These are some examples of using MDB to analyze complex issues in Node itself:

Notes

Debugging crashes in Node programs

With Node.js v0.10.8 and later, you can use the --abort-on-uncaught-exception flag to cause your Node program to dump core when any uncaught exception is thrown. This way, when your program would have crashed, you instead get a core dump that you can debug with MDB.

If you are using the newer async/await keywords you should consider adding handler that throws any unhandled rejections. This, in combination with the abort flag above will create a core file when a rejected promise isn’t properly handled. For example, the code below will throw the rejected promise and cause the process to abort.

process.once('unhandledRejection', (err) => {
  throw err;
});

Line numbering

The line numbers reported by MDB describe where the function was defined, not where the function called the next function in the stack.

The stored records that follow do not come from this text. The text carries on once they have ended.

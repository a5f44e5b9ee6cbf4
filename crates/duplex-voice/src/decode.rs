//! Turning inbound payloads into playable samples.

use crate::channel::AudioPayload;
use crate::error::{SessionError, SessionResult};
use rodio::Source;
use std::io::Cursor;
use std::time::Duration;

/// Rate assumed for raw PCM when the mime type does not carry one.
pub const DEFAULT_PCM_RATE: u32 = 24000;

/// Mono f32 samples ready for the output timeline.
#[derive(Debug, Clone, PartialEq)]
pub struct DecodedAudio {
    pub samples: Vec<f32>,
    pub sample_rate: u32,
}

impl DecodedAudio {
    pub fn new(samples: Vec<f32>, sample_rate: u32) -> Self {
        Self { samples, sample_rate }
    }

    pub fn duration_secs(&self) -> f64 {
        if self.sample_rate == 0 {
            return 0.0;
        }
        self.samples.len() as f64 / self.sample_rate as f64
    }

    pub fn duration(&self) -> Duration {
        Duration::from_secs_f64(self.duration_secs())
    }

    /// Resample to `rate` if needed.
    pub fn into_rate(self, rate: u32) -> Self {
        if self.sample_rate == rate || rate == 0 {
            return self;
        }
        Self {
            samples: resample_linear(&self.samples, self.sample_rate, rate),
            sample_rate: rate,
        }
    }
}

/// Decodes a downlink payload. Implementations must be pure: same payload,
/// same samples.
pub trait PayloadDecoder: Send + Sync {
    fn decode(&self, payload: AudioPayload) -> SessionResult<DecodedAudio>;
}

/// Raw 16-bit little-endian PCM (`audio/pcm;rate=N`), with a container
/// fallback for anything else (WAV, MP3, ...).
#[derive(Debug, Default, Clone)]
pub struct Pcm16Decoder;

impl PayloadDecoder for Pcm16Decoder {
    fn decode(&self, payload: AudioPayload) -> SessionResult<DecodedAudio> {
        let mime = payload.mime_type.clone();
        let bytes = payload.into_bytes()?;
        if is_raw_pcm(&mime) {
            let rate = parse_rate(&mime).unwrap_or(DEFAULT_PCM_RATE);
            Ok(DecodedAudio::new(pcm16_le_to_f32(&bytes)?, rate))
        } else {
            decode_encoded_audio(bytes)
        }
    }
}

fn is_raw_pcm(mime: &str) -> bool {
    let base = mime.split(';').next().unwrap_or_default().trim();
    base.eq_ignore_ascii_case("audio/pcm") || base.eq_ignore_ascii_case("audio/l16")
}

/// `audio/pcm;rate=24000` -> 24000
pub fn parse_rate(mime: &str) -> Option<u32> {
    mime.split(';').skip(1).find_map(|param| {
        let (key, value) = param.split_once('=')?;
        if key.trim().eq_ignore_ascii_case("rate") {
            value.trim().parse().ok()
        } else {
            None
        }
    })
}

pub fn pcm16_le_to_f32(bytes: &[u8]) -> SessionResult<Vec<f32>> {
    if bytes.is_empty() {
        return Err(SessionError::Decode("empty PCM payload".to_string()));
    }
    if bytes.len() % 2 != 0 {
        return Err(SessionError::Decode(format!(
            "PCM16 payload has odd length {}",
            bytes.len()
        )));
    }
    Ok(bytes
        .chunks_exact(2)
        .map(|c| i16::from_le_bytes([c[0], c[1]]) as f32 / 32768.0)
        .collect())
}

/// Decode a container format (WAV, MP3, ...) and down-mix to mono.
pub fn decode_encoded_audio(bytes: Vec<u8>) -> SessionResult<DecodedAudio> {
    if bytes.is_empty() {
        return Err(SessionError::Decode("empty audio payload".to_string()));
    }
    let decoder = rodio::Decoder::new(Cursor::new(bytes))
        .map_err(|e| SessionError::Decode(format!("Decode failed: {}", e)))?;
    let channels = decoder.channels().max(1) as usize;
    let sample_rate = decoder.sample_rate();
    let interleaved: Vec<f32> = decoder.convert_samples::<f32>().collect();
    let samples = if channels == 1 {
        interleaved
    } else {
        interleaved
            .chunks_exact(channels)
            .map(|c| c.iter().sum::<f32>() / channels as f32)
            .collect()
    };
    if samples.is_empty() {
        return Err(SessionError::Decode("audio payload contains no samples".to_string()));
    }
    Ok(DecodedAudio::new(samples, sample_rate))
}

/// Linear-interpolating resampler.
pub fn resample_linear(samples: &[f32], from_rate: u32, to_rate: u32) -> Vec<f32> {
    if samples.is_empty() || from_rate == 0 || to_rate == 0 || from_rate == to_rate {
        return samples.to_vec();
    }
    let out_len = (samples.len() as u64 * to_rate as u64 / from_rate as u64) as usize;
    let step = from_rate as f64 / to_rate as f64;
    let last = samples.len() - 1;
    (0..out_len)
        .map(|i| {
            let pos = i as f64 * step;
            let idx = pos as usize;
            if idx >= last {
                return samples[last];
            }
            let frac = (pos - idx as f64) as f32;
            samples[idx] * (1.0 - frac) + samples[idx + 1] * frac
        })
        .collect()
}

#[cfg(test)]
mod tests {
    use super::*;

    #[test]
    fn pcm_payload_decodes_with_rate() {
        // 0, 16384, -32768
        let payload = AudioPayload::bytes("audio/pcm;rate=24000", vec![0, 0, 0, 0x40, 0, 0x80]);
        let audio = Pcm16Decoder.decode(payload).unwrap();
        assert_eq!(audio.sample_rate, 24000);
        assert_eq!(audio.samples, vec![0.0, 0.5, -1.0]);
    }

    #[test]
    fn base64_pcm_duration() {
        // 12000 zero samples at 24 kHz = 0.5 s
        use base64::{engine::general_purpose, Engine as _};
        let data = general_purpose::STANDARD.encode(vec![0u8; 24000]);
        let audio = Pcm16Decoder
            .decode(AudioPayload::base64("audio/pcm;rate=24000", data))
            .unwrap();
        assert!((audio.duration_secs() - 0.5).abs() < 1e-9);
    }

    #[test]
    fn malformed_payloads_are_decode_errors() {
        let odd = AudioPayload::bytes("audio/pcm;rate=24000", vec![1, 2, 3]);
        assert!(matches!(Pcm16Decoder.decode(odd), Err(SessionError::Decode(_))));
        let empty = AudioPayload::bytes("audio/pcm", Vec::new());
        assert!(matches!(Pcm16Decoder.decode(empty), Err(SessionError::Decode(_))));
        let junk = AudioPayload::bytes("audio/mpeg", vec![0x12; 64]);
        assert!(matches!(Pcm16Decoder.decode(junk), Err(SessionError::Decode(_))));
    }

    #[test]
    fn rate_parsing() {
        assert_eq!(parse_rate("audio/pcm;rate=16000"), Some(16000));
        assert_eq!(parse_rate("audio/pcm; rate = 8000"), Some(8000));
        assert_eq!(parse_rate("audio/pcm"), None);
        assert_eq!(parse_rate("audio/pcm;rate=abc"), None);
    }

    #[test]
    fn resampling_preserves_duration() {
        let input = vec![0.25f32; 16000];
        let out = resample_linear(&input, 16000, 24000);
        assert_eq!(out.len(), 24000);
        assert!(out.iter().all(|s| (s - 0.25).abs() < 1e-6));

        let audio = DecodedAudio::new(vec![0.0; 8000], 16000).into_rate(24000);
        assert_eq!(audio.sample_rate, 24000);
        assert!((audio.duration_secs() - 0.5).abs() < 1e-6);
    }
}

In some cases, instead of seeing a line number, you may see a position number, as in “position 13546”. MDB can’t always tell what line number a position corresponds to. It can only tell when V8 computed this before the core file was created. In this case, the function would have been defined position 13546 in the file. In “vim”, you can find this with :goto 13546. Beware that Node prepends about 50 characters to all files before passing them to V8, so these position numbers appear to be off by about that much.

Processes or core files?

MDB operates on either running processes or core dumps. In turn, core dumps can either be generated automatically in response to a crash, or on-demand using gcore. The MDB commands and output are basically the same whether you’re debugging a live process or a core file — it’s just the way you start up MDB that’s different.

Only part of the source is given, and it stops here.